* TASK PROMPT
This exercise calls for a copy of every line in the listing below that carries the word "trait".

[Opening EXERCISE DATA section]

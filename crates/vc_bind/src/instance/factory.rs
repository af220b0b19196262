use alloc::format;

use vc_node::InputNode;

use crate::class::Class;
use crate::context::Context;
use crate::instance::Instance;
use crate::strategy::declared_target;
use crate::{Error, Result};

/// The class built when an element names no type: the declared class
/// without options and pointers, or the default variant of a trait object.
fn default_class(declared: &'static Class) -> Result<&'static Class> {
    let target = declared_target(declared);
    match target {
        Class::Dynamic(info) => match info.default_variant() {
            Some(variant) => Ok(variant.class()),
            None => Err(Error::Instantiation(format!(
                "Cannot instantiate {target}, it has no default variant"
            ))),
        },
        _ => Ok(target),
    }
}

fn resolve(context: &mut Context<'_>, node: &InputNode, declared: &'static Class) -> Result<Instance> {
    let Some(value) = context.read_value(declared, node)? else {
        return Ok(Instance::of_class(declared, default_class(declared)?));
    };
    if value.is_reference() {
        return Ok(Instance::of_value(declared, declared, value));
    }
    let class = match value.class() {
        Some(class) if declared.is_assignable_from(class) => class,
        Some(class) => {
            return Err(Error::Instantiation(format!(
                "Incompatible {class} for {declared} at {}",
                node.position()
            )));
        }
        None => default_class(declared)?,
    };
    Ok(Instance::of_value(declared, class, value))
}

fn expect(
    instance: Instance,
    node: &InputNode,
    accept: impl FnOnce(&'static Class) -> bool,
    what: &str,
) -> Result<Instance> {
    let class = instance.class();
    if instance.is_reference() || accept(class) {
        Ok(instance)
    } else {
        Err(Error::Instantiation(format!(
            "Cannot instantiate {class} as {what} at {}",
            node.position()
        )))
    }
}

// -----------------------------------------------------------------------------
// Factories

/// Resolves the element of a composite or trait object value.
#[derive(Debug, Clone, Copy)]
pub struct ObjectFactory {
    declared: &'static Class,
}

impl ObjectFactory {
    #[inline]
    pub fn new(declared: &'static Class) -> Self {
        Self { declared }
    }

    pub fn instance(&self, context: &mut Context<'_>, node: &InputNode) -> Result<Instance> {
        let instance = resolve(context, node, self.declared)?;
        let transformer = context.transformer();
        expect(
            instance,
            node,
            |class| class.is_composite() || transformer.is_primitive(class),
            "an object",
        )
    }
}

/// Resolves the container element of a list.
#[derive(Debug, Clone, Copy)]
pub struct CollectionFactory {
    declared: &'static Class,
}

impl CollectionFactory {
    #[inline]
    pub fn new(declared: &'static Class) -> Self {
        Self { declared }
    }

    pub fn instance(&self, context: &mut Context<'_>, node: &InputNode) -> Result<Instance> {
        let instance = resolve(context, node, self.declared)?;
        expect(instance, node, Class::is_list, "a list")
    }

    /// The instance of an inline list, which has no element of its own.
    pub fn inline(&self) -> Result<Instance> {
        let class = default_class(self.declared)?;
        match class {
            Class::List(_) => Ok(Instance::of_class(self.declared, class)),
            _ => Err(Error::Instantiation(format!("Cannot instantiate {class} as a list"))),
        }
    }
}

/// Resolves the container element of a map.
#[derive(Debug, Clone, Copy)]
pub struct MapFactory {
    declared: &'static Class,
}

impl MapFactory {
    #[inline]
    pub fn new(declared: &'static Class) -> Self {
        Self { declared }
    }

    pub fn instance(&self, context: &mut Context<'_>, node: &InputNode) -> Result<Instance> {
        let instance = resolve(context, node, self.declared)?;
        expect(instance, node, Class::is_map, "a map")
    }

    /// The instance of an inline map, which has no element of its own.
    pub fn inline(&self) -> Result<Instance> {
        let class = default_class(self.declared)?;
        match class {
            Class::Map(_) => Ok(Instance::of_class(self.declared, class)),
            _ => Err(Error::Instantiation(format!("Cannot instantiate {class} as a map"))),
        }
    }
}

/// Resolves the container element of an array, including its length.
#[derive(Debug, Clone, Copy)]
pub struct ArrayFactory {
    declared: &'static Class,
}

impl ArrayFactory {
    #[inline]
    pub fn new(declared: &'static Class) -> Self {
        Self { declared }
    }

    pub fn instance(&self, context: &mut Context<'_>, node: &InputNode) -> Result<Instance> {
        let instance = resolve(context, node, self.declared)?;
        expect(instance, node, Class::is_array, "an array")
    }
}

/// Resolves an element holding text.
#[derive(Debug, Clone, Copy)]
pub struct PrimitiveFactory {
    declared: &'static Class,
}

impl PrimitiveFactory {
    #[inline]
    pub fn new(declared: &'static Class) -> Self {
        Self { declared }
    }

    pub fn instance(&self, context: &mut Context<'_>, node: &InputNode) -> Result<Instance> {
        let instance = resolve(context, node, self.declared)?;
        let transformer = context.transformer();
        expect(instance, node, |class| transformer.is_primitive(class), "a primitive")
    }
}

[Closing EXERCISE DATA section]

* COMPLETED EXERCISE
/// without options and pointers, or the default variant of a trait object.
/// Resolves the element of a composite or trait object value.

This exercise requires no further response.